WHAT IS REQUIRED: Write out each line of the entries exactly, starting at the first and finishing with the line that contains "use crate::state::TuiState;".

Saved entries
╭──
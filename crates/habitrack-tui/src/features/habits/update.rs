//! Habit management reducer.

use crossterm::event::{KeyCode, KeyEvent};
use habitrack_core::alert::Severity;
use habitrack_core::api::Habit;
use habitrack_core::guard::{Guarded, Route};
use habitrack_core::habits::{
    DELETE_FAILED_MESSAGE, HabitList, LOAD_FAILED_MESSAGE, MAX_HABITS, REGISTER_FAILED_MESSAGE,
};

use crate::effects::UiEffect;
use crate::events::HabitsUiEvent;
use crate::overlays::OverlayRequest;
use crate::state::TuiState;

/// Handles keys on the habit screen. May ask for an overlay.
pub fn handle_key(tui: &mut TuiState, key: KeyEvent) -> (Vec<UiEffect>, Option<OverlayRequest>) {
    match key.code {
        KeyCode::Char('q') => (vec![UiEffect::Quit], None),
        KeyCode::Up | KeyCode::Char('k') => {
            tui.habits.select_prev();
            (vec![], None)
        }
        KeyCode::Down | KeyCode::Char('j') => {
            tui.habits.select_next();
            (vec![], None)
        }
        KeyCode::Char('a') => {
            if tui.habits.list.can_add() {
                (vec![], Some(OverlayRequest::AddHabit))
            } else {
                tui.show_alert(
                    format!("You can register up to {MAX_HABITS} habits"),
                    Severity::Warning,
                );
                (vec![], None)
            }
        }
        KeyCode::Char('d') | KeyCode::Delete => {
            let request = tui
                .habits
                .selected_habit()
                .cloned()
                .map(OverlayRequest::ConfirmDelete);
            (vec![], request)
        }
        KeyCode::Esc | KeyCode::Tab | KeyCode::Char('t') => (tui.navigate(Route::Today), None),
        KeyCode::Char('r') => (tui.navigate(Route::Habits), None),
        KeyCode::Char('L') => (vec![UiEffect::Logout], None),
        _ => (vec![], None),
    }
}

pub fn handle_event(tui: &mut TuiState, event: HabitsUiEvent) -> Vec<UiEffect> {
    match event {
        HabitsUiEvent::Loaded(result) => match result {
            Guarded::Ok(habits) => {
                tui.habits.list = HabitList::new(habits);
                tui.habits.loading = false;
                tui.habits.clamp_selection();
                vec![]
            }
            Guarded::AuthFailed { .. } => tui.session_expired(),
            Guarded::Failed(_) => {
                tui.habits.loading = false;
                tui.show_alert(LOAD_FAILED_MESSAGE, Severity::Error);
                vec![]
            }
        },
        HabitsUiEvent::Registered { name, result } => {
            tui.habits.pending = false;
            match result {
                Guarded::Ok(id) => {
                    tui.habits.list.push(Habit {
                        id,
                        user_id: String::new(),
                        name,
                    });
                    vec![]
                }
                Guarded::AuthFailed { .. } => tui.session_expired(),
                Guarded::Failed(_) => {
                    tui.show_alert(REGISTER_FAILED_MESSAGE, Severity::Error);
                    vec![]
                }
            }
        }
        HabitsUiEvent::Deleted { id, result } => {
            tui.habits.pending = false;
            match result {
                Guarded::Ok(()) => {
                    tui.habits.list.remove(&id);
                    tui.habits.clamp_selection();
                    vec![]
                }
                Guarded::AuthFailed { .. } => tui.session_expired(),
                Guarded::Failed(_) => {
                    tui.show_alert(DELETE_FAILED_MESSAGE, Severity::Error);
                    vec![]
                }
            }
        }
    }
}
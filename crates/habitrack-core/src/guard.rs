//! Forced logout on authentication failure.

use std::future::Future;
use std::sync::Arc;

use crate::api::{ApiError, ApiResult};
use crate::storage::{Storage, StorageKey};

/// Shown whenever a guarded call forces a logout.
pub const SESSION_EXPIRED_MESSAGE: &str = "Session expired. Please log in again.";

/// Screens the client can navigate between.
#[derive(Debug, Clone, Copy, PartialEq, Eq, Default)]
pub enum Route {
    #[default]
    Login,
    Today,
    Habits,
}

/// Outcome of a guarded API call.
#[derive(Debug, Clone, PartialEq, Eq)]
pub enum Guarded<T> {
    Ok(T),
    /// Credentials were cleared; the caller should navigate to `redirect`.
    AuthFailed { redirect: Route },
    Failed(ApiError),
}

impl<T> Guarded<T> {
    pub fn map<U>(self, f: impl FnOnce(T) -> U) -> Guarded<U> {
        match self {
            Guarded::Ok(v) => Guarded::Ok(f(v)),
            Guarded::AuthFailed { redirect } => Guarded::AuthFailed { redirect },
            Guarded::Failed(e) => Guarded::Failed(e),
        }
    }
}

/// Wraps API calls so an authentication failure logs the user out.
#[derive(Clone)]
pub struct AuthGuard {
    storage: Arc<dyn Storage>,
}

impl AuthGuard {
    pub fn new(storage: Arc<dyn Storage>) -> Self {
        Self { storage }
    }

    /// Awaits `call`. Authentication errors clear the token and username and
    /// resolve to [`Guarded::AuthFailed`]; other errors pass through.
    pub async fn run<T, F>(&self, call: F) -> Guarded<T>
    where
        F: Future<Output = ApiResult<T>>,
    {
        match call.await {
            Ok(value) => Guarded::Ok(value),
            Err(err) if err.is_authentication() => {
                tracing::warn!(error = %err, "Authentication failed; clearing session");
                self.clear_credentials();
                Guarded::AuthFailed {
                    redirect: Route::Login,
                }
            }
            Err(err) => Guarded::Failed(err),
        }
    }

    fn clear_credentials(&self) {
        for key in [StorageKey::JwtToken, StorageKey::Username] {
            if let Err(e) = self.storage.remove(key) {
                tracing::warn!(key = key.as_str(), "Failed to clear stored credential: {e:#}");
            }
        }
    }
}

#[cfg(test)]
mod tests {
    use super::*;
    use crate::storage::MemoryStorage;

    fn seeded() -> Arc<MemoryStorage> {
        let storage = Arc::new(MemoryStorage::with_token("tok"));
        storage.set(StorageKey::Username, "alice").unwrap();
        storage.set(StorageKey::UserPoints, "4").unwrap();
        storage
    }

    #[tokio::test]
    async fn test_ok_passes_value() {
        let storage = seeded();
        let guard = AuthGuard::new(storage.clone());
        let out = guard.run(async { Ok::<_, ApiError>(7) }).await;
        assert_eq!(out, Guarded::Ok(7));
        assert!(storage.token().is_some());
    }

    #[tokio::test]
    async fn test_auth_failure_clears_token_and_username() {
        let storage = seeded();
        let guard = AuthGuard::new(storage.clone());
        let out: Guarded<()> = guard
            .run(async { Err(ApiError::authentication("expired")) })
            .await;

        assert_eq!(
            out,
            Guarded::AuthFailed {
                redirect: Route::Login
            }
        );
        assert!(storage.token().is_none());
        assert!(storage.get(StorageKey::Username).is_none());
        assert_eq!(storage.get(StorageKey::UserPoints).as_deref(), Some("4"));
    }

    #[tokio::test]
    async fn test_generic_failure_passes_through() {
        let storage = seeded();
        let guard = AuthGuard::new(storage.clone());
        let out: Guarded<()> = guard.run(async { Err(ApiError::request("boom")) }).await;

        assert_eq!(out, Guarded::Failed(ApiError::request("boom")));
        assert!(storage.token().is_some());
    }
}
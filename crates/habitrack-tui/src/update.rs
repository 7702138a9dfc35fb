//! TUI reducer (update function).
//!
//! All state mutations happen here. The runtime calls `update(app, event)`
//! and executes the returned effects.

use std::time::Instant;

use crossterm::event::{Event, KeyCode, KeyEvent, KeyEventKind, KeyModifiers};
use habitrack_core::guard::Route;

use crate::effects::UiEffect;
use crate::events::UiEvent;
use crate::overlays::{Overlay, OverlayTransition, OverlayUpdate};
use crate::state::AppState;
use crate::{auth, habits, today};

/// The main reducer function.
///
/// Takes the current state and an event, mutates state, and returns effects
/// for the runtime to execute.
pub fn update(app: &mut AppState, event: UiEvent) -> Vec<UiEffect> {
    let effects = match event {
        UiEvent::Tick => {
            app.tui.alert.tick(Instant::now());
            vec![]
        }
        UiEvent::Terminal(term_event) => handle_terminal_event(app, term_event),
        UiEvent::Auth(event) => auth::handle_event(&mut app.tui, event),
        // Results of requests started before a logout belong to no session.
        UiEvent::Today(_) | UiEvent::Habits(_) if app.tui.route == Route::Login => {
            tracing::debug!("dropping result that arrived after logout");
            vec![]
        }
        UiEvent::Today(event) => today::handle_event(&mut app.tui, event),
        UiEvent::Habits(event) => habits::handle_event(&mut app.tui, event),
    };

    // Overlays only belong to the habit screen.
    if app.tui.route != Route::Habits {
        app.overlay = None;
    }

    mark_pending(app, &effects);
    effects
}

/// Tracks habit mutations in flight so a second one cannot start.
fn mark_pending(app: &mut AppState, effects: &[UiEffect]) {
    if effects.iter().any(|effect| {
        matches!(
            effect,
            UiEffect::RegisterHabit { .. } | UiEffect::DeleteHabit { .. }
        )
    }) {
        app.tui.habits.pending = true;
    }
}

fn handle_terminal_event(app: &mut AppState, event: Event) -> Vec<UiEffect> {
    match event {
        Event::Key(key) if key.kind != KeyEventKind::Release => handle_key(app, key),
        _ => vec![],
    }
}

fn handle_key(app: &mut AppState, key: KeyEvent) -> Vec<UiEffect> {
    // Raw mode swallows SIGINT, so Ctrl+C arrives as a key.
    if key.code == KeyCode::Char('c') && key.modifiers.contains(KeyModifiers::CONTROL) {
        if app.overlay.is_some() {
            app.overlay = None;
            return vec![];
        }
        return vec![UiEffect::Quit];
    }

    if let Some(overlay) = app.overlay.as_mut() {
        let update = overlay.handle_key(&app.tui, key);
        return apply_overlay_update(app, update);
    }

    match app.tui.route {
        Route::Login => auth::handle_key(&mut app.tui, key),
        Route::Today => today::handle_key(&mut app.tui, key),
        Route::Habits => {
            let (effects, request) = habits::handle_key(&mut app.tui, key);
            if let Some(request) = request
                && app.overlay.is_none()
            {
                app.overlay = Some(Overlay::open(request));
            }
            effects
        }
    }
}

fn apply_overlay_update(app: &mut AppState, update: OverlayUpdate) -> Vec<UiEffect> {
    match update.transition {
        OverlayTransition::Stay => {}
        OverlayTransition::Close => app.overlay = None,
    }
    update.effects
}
╰──
ANSWER FOR THE TASK:
filename crates/habitrack-tui/src/features/habits/update.rs
//! Habit management reducer.

use crossterm::event::{KeyCode, KeyEvent};
use habitrack_core::alert::Severity;
use habitrack_core::api::Habit;
use habitrack_core::guard::{Guarded, Route};
use habitrack_core::habits::{
    DELETE_FAILED_MESSAGE, HabitList, LOAD_FAILED_MESSAGE, MAX_HABITS, REGISTER_FAILED_MESSAGE,
};

use crate::effects::UiEffect;
use crate::events::HabitsUiEvent;
use crate::overlays::OverlayRequest;
use crate::state::TuiState;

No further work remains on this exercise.